Court Strikes Down NLRB Joint Employer Rule

On March 8, 2024, the U.S. District Court for the Eastern District of Texas vacated the National Labor Relations Board’s (NLRB) 2023 joint employer rule. The new rule, which was set to take effect on March 11, 2024, expanded the criteria for determining joint employer status, potentially increasing the number of businesses classified as joint employers. The vacated rule would have placed more employers at risk of being deemed joint employers, affecting their liabilities and responsibilities towards employees. Under the proposed 2023 rule, an entity could be deemed a joint employer under common-law agency principles if it had authority to control essential terms and conditions of one’s employment, even if the the control was indirect. The Court found that the new rule failed to provide a clear standard for employers to follow.

The ruling has significant implications for businesses, particularly those who work with contractors or franchisees. The current ruling leaves the 2020 joint employer rule in place, which requires direct and immediate control over employees to establish a joint employer relationship. However, other U.S. District Courts are certain to consider the issue in their jurisdictions, likely resulting in a final review by the U.S. Supreme Court.

NLRB’s New Joint-Employer Rule

The National Labor Relations Board (NLRB) is the federal agency that enforces the National Labor Relations Act (NLRA), which protects the rights of workers to organize and bargain collectively with their employers.

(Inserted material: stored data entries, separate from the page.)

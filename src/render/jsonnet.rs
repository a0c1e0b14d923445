//! jsonnet builder emission.
//!
//! One module per schema: `new(...)` over the scalar properties, `with…`
//! setters reaching through nested objects, `add…` appenders for arrays.
//! Setters patch additively (`+:`) so chained calls merge instead of
//! clobbering sibling fields.
//!
//! The same builder plan drives module emission, the generated docs, and
//! instance conversion, so accessor and parameter names can never drift
//! apart between them.

use std::collections::BTreeMap;
use std::collections::BTreeSet;

use anyhow::Result;

use crate::classify::FlatSchema;
use crate::render::{Language, camelize_up, field_name, param_name, parameter_names, singularize};
use crate::spec::{Schema, Spec};

// ————————————————————————————————————————————————————————————————————————————
// PLAN
// ————————————————————————————————————————————————————————————————————————————

/// One generated function parameter, tied back to the property it fills.
pub(crate) struct Param<'a> {
    pub name: String,
    /// `name` or `name=<default literal>`.
    pub declaration: String,
    pub flat: FlatSchema<'a>,
}

pub(crate) struct Setter<'a> {
    pub accessor: String,
    /// Top-level object property the setter patches.
    pub target: &'a str,
    pub object: &'a Schema,
    /// Empty when the object has no settable leaves; the setter then takes
    /// the whole value instead.
    pub params: Vec<Param<'a>>,
}

pub(crate) struct Appender<'a> {
    pub accessor: String,
    pub param: String,
    pub flat: FlatSchema<'a>,
}

/// Everything a builder module exposes for one schema.
pub(crate) struct Builder<'a> {
    pub constructor_params: Vec<Param<'a>>,
    pub read_only_defaults: Vec<(FlatSchema<'a>, String)>,
    pub setters: Vec<Setter<'a>>,
    pub appenders: Vec<Appender<'a>>,
}

pub(crate) fn plan(schema: &Schema) -> Result<Builder<'_>> {
    let constructor_flats: Vec<FlatSchema> = schema
        .top_level_simple()
        .into_iter()
        .map(|(name, schema)| FlatSchema {
            name,
            location: vec![name],
            schema,
        })
        .collect();
    let constructor_params = declare(constructor_flats)?;

    let read_only_defaults = schema
        .read_only_defaults()
        .into_iter()
        .map(|flat| {
            let literal = flat.schema.default_json()?;
            Ok((flat, literal))
        })
        .collect::<Result<Vec<_>>>()?;

    let mut used = BTreeSet::new();
    let mut setters = Vec::new();
    for (name, object) in schema.top_level_objects() {
        let accessor = unique(
            &mut used,
            format!("with{}", camelize_up(object.human_name(name))),
            || format!("with{}", camelize_up(name)),
        );
        setters.push(Setter {
            accessor,
            target: name,
            object,
            params: declare(object.nested_simple())?,
        });
    }

    let mut appender_flats: Vec<FlatSchema> = schema
        .top_level_arrays()
        .into_iter()
        .map(|(name, schema)| FlatSchema {
            name,
            location: vec![name],
            schema,
        })
        .collect();
    appender_flats.extend(
        schema
            .nested_object_arrays()
            .into_iter()
            .filter(|flat| flat.location.len() > 1),
    );
    appender_flats.sort_by(|a, b| a.name.cmp(b.name).then_with(|| a.location.cmp(&b.location)));

    let mut appenders = Vec::new();
    for flat in appender_flats {
        let singular = singularize(flat.schema.human_name(flat.name));
        let accessor = unique(
            &mut used,
            format!("add{}", camelize_up(&singular)),
            || format!("add{}", camelize_up(&singularize(&flat.location.join(" ")))),
        );
        appenders.push(Appender {
            accessor,
            param: param_name(&singular),
            flat,
        });
    }
    appenders.sort_by(|a, b| a.accessor.cmp(&b.accessor));

    Ok(Builder {
        constructor_params,
        read_only_defaults,
        setters,
        appenders,
    })
}

fn declare(flats: Vec<FlatSchema>) -> Result<Vec<Param>> {
    let names = parameter_names(&flats);
    flats
        .into_iter()
        .zip(names)
        .map(|(flat, name)| {
            let declaration = if flat.schema.has_default() {
                format!("{name}={}", flat.schema.default_json()?)
            } else {
                name.clone()
            };
            Ok(Param {
                name,
                declaration,
                flat,
            })
        })
        .collect()
}

fn unique(used: &mut BTreeSet<String>, primary: String, fallback: impl FnOnce() -> String) -> String {
    if used.insert(primary.clone()) {
        return primary;
    }
    let fallback = fallback();
    used.insert(fallback.clone());
    fallback
}

// ————————————————————————————————————————————————————————————————————————————
// MODULE EMISSION
// ————————————————————————————————————————————————————————————————————————————

/// Render the full builder module for one schema.
pub fn builder_module(schema: &Schema) -> Result<String> {
    let builder = plan(schema)?;
    let mut out = Emitter::default();
    if !schema.description.is_empty() {
        out.line(&format!("// {}", schema.description));
    }
    out.line("{");
    out.indent();

    // constructor
    let declarations: Vec<&str> = builder
        .constructor_params
        .iter()
        .map(|p| p.declaration.as_str())
        .collect();
    out.line(&format!("new({}):: {{", declarations.join(", ")));
    out.indent();
    let mut fields = FieldTree::default();
    for param in &builder.constructor_params {
        fields.insert(&param.flat.location, param.name.clone());
    }
    for (flat, literal) in &builder.read_only_defaults {
        fields.insert(&flat.location, literal.clone());
    }
    fields.emit(&mut out, "", "");
    out.dedent();
    out.line("},");

    // setters
    for setter in &builder.setters {
        if setter.params.is_empty() {
            let param = param_name(setter.target);
            out.line(&format!("{}({param}):: self + {{", setter.accessor));
            out.indent();
            out.line(&format!("{}: {param},", field_name(setter.target)));
            out.dedent();
            out.line("},");
            continue;
        }
        let declarations: Vec<&str> = setter.params.iter().map(|p| p.declaration.as_str()).collect();
        out.line(&format!("{}({}):: self + {{", setter.accessor, declarations.join(", ")));
        out.indent();
        let mut fields = FieldTree::default();
        for param in &setter.params {
            let mut location = vec![setter.target];
            location.extend(&param.flat.location);
            fields.insert(&location, param.name.clone());
        }
        fields.emit(&mut out, "+", "");
        out.dedent();
        out.line("},");
    }

    // appenders
    for appender in &builder.appenders {
        out.line(&format!("{}({}):: self + {{", appender.accessor, appender.param));
        out.indent();
        let mut fields = FieldTree::default();
        fields.insert(&appender.flat.location, format!("[{}]", appender.param));
        fields.emit(&mut out, "+", "+");
        out.dedent();
        out.line("},");
    }

    out.dedent();
    out.line("}");
    Ok(out.into_string())
}

/// The import index tying every builder module together.
pub fn index_module(names: &[&str], language: Language) -> String {
    let mut out = Emitter::default();
    out.line("{");
    out.indent();
    for name in names {
        out.line(&format!(
            "{}: import '{}',",
            field_name(&language.object_name(name)),
            language.file_name(name)
        ));
    }
    out.dedent();
    out.line("}");
    out.into_string()
}

/// Markdown reference for the generated library.
pub fn docs(spec: &Spec, names: &[&str], language: Language) -> Result<String> {
    let mut out = String::new();
    out.push_str("# Generated builders\n");
    if !spec.info.title.is_empty() {
        out.push_str(&format!(
            "\nObject builders for {} {}.\n",
            spec.info.title, spec.info.version
        ));
    }
    for name in names {
        let schema = &spec.components.schemas[*name];
        let builder = plan(schema)?;
        out.push_str(&format!("\n## {}\n\n", language.object_name(name)));
        if !schema.description.is_empty() {
            out.push_str(&format!("{}\n\n", schema.description));
        }
        let declarations: Vec<&str> = builder
            .constructor_params
            .iter()
            .map(|p| p.declaration.as_str())
            .collect();
        out.push_str(&format!("- `new({})`\n", declarations.join(", ")));
        for setter in &builder.setters {
            let declarations: Vec<&str> =
                setter.params.iter().map(|p| p.declaration.as_str()).collect();
            if declarations.is_empty() {
                out.push_str(&format!("- `{}({})`\n", setter.accessor, param_name(setter.target)));
            } else {
                out.push_str(&format!("- `{}({})`\n", setter.accessor, declarations.join(", ")));
            }
        }
        for appender in &builder.appenders {
            out.push_str(&format!("- `{}({})`\n", appender.accessor, appender.param));
        }
    }
    Ok(out)
}

// ————————————————————————————————————————————————————————————————————————————
// INTERNAL HELPERS
// ————————————————————————————————————————————————————————————————————————————

#[derive(Default)]
struct Emitter {
    out: String,
    depth: usize,
}

impl Emitter {
    fn line(&mut self, text: &str) {
        for _ in 0..self.depth {
            self.out.push_str("  ");
        }
        self.out.push_str(text);
        self.out.push('\n');
    }

    fn indent(&mut self) {
        self.depth += 1;
    }

    fn dedent(&mut self) {
        self.depth -= 1;
    }

    fn into_string(self) -> String {
        self.out
    }
}

/// Nested field assignments, merged from location paths so sibling leaves
/// share one enclosing object literal.
#[derive(Default)]
struct FieldTree<'a> {
    children: BTreeMap<&'a str, FieldTree<'a>>,
    value: Option<String>,
}

impl<'a> FieldTree<'a> {
    fn insert(&mut self, location: &[&'a str], value: String) {
        match location {
            [] => self.value = Some(value),
            [head, rest @ ..] => self.children.entry(head).or_default().insert(rest, value),
        }
    }

    /// `nest_op`/`leaf_op` select plain (`:`) or additive (`+:`) assignment
    /// for intermediate objects and leaves respectively.
    fn emit(&self, out: &mut Emitter, nest_op: &str, leaf_op: &str) {
        for (name, node) in &self.children {
            if let Some(value) = &node.value {
                out.line(&format!("{}{leaf_op}: {value},", field_name(name)));
            } else {
                out.line(&format!("{}{nest_op}: {{", field_name(name)));
                out.indent();
                node.emit(out, nest_op, leaf_op);
                out.dedent();
                out.line("},");
            }
        }
    }
}

// ————————————————————————————————————————————————————————————————————————————
// TESTS
// ————————————————————————————————————————————————————————————————————————————

#[cfg(test)]
mod tests {
    use super::*;
    use serde_json::json;

    fn schema(src: serde_json::Value) -> Schema {
        serde_json::from_value(src).unwrap()
    }

    fn dashboard() -> Schema {
        schema(json!({
            "type": "object",
            "properties": {
                "title": { "type": "string", "title": "Dashboard title" },
                "editable": { "type": "boolean", "default": true },
                "id": { "type": "integer", "readOnly": true, "default": 0 },
                "time": {
                    "type": "object",
                    "properties": {
                        "from": { "type": "string", "default": "now-6h" },
                        "to": { "type": "string", "default": "now" }
                    }
                },
                "panels": {
                    "type": "array",
                    "items": {
                        "type": "object",
                        "properties": { "type": { "type": "string" } }
                    }
                }
            }
        }))
    }

    #[test]
    fn builder_module_emits_constructor_setters_and_appenders() {
        let expected = r#"{
  new(editable=true, dashboardTitle):: {
    editable: editable,
    id: 0,
    title: dashboardTitle,
  },
  withTime(from="now-6h", to="now"):: self + {
    time+: {
      from: from,
      to: to,
    },
  },
  addPanel(panel):: self + {
    panels+: [panel],
  },
}
"#;
        assert_eq!(builder_module(&dashboard()).unwrap(), expected);
    }

    #[test]
    fn rendering_is_byte_stable() {
        let first = builder_module(&dashboard()).unwrap();
        let second = builder_module(&dashboard()).unwrap();
        assert_eq!(first, second);
    }

    #[test]
    fn nested_read_only_defaults_are_assigned_in_the_constructor() {
        let s = schema(json!({
            "type": "object",
            "properties": {
                "style": {
                    "type": "object",
                    "properties": {
                        "mode": { "type": "string", "readOnly": true, "default": "dark" }
                    }
                }
            }
        }));
        let text = builder_module(&s).unwrap();
        assert!(text.contains("style: {\n      mode: \"dark\",\n    },"), "{text}");
    }

    #[test]
    fn objects_without_settable_leaves_get_whole_value_setters() {
        let s = schema(json!({
            "type": "object",
            "properties": {
                "annotations": {
                    "type": "object",
                    "properties": {
                        "list": {
                            "type": "array",
                            "items": { "type": "object", "properties": {} }
                        }
                    }
                }
            }
        }));
        let text = builder_module(&s).unwrap();
        assert!(text.contains("withAnnotations(annotations):: self + {"), "{text}");
        // the nested array of objects still gets an appender
        assert!(text.contains("addList(list):: self + {"), "{text}");
        assert!(text.contains("annotations+: {\n      list+: [list],"), "{text}");
    }

    #[test]
    fn index_module_imports_every_schema() {
        let text = index_module(&["Dashboard", "Panel"], Language::Jsonnet);
        let expected = "{\n  dashboard: import 'dashboard.libsonnet',\n  panel: import 'panel.libsonnet',\n}\n";
        assert_eq!(text, expected);
    }

    #[test]
    fn docs_list_every_accessor() {
        let spec: Spec = serde_json::from_value(json!({
            "openapi": "3.0.0",
            "info": { "title": "Dashboard schema", "version": "7.0" },
            "components": { "schemas": { "Dashboard": {
                "type": "object",
                "properties": {
                    "title": { "type": "string" },
                    "panels": {
                        "type": "array",
                        "items": { "type": "object", "properties": {} }
                    }
                }
            }}}
        }))
        .unwrap();
        let text = docs(&spec, &["Dashboard"], Language::Jsonnet).unwrap();
        assert!(text.contains("## dashboard"), "{text}");
        assert!(text.contains("- `new(title)`"), "{text}");
        assert!(text.contains("- `addPanel(panel)`"), "{text}");
    }
}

On October 27, 2023, the NLRB published a final rule that changes the standard for determining when two or more entities are joint employers of a group of employees under the NLRA. In the modern workforce, it is not uncommon for an employee to be technically hired by one entity while being contracted to provide services to another business that essentially controls their daily work performance. The new rule provides more clarity and guidance to parties covered by the NLRA regarding their rights and responsibilities when more than one statutory employer possesses the authority to control or exercises the power to control particular employees’ essential terms and conditions of employment.

The new rule implements established common-law standards by considering the an employers’ authority to control essential terms and conditions of employment, whether or not such control is exercised, and without regard to whether any such exercise of control is direct or indirect. Essential terms and conditions of employment include: wages, benefits, and other compensation; hours of work and scheduling; the assignment of duties to be performed; the supervision of the performance of duties; work rules and directions governing the manner, means, and methods of the performance of duties and the grounds for discipline; the tenure of employment, including hiring and discharge; and working conditions related to the safety and health of employees.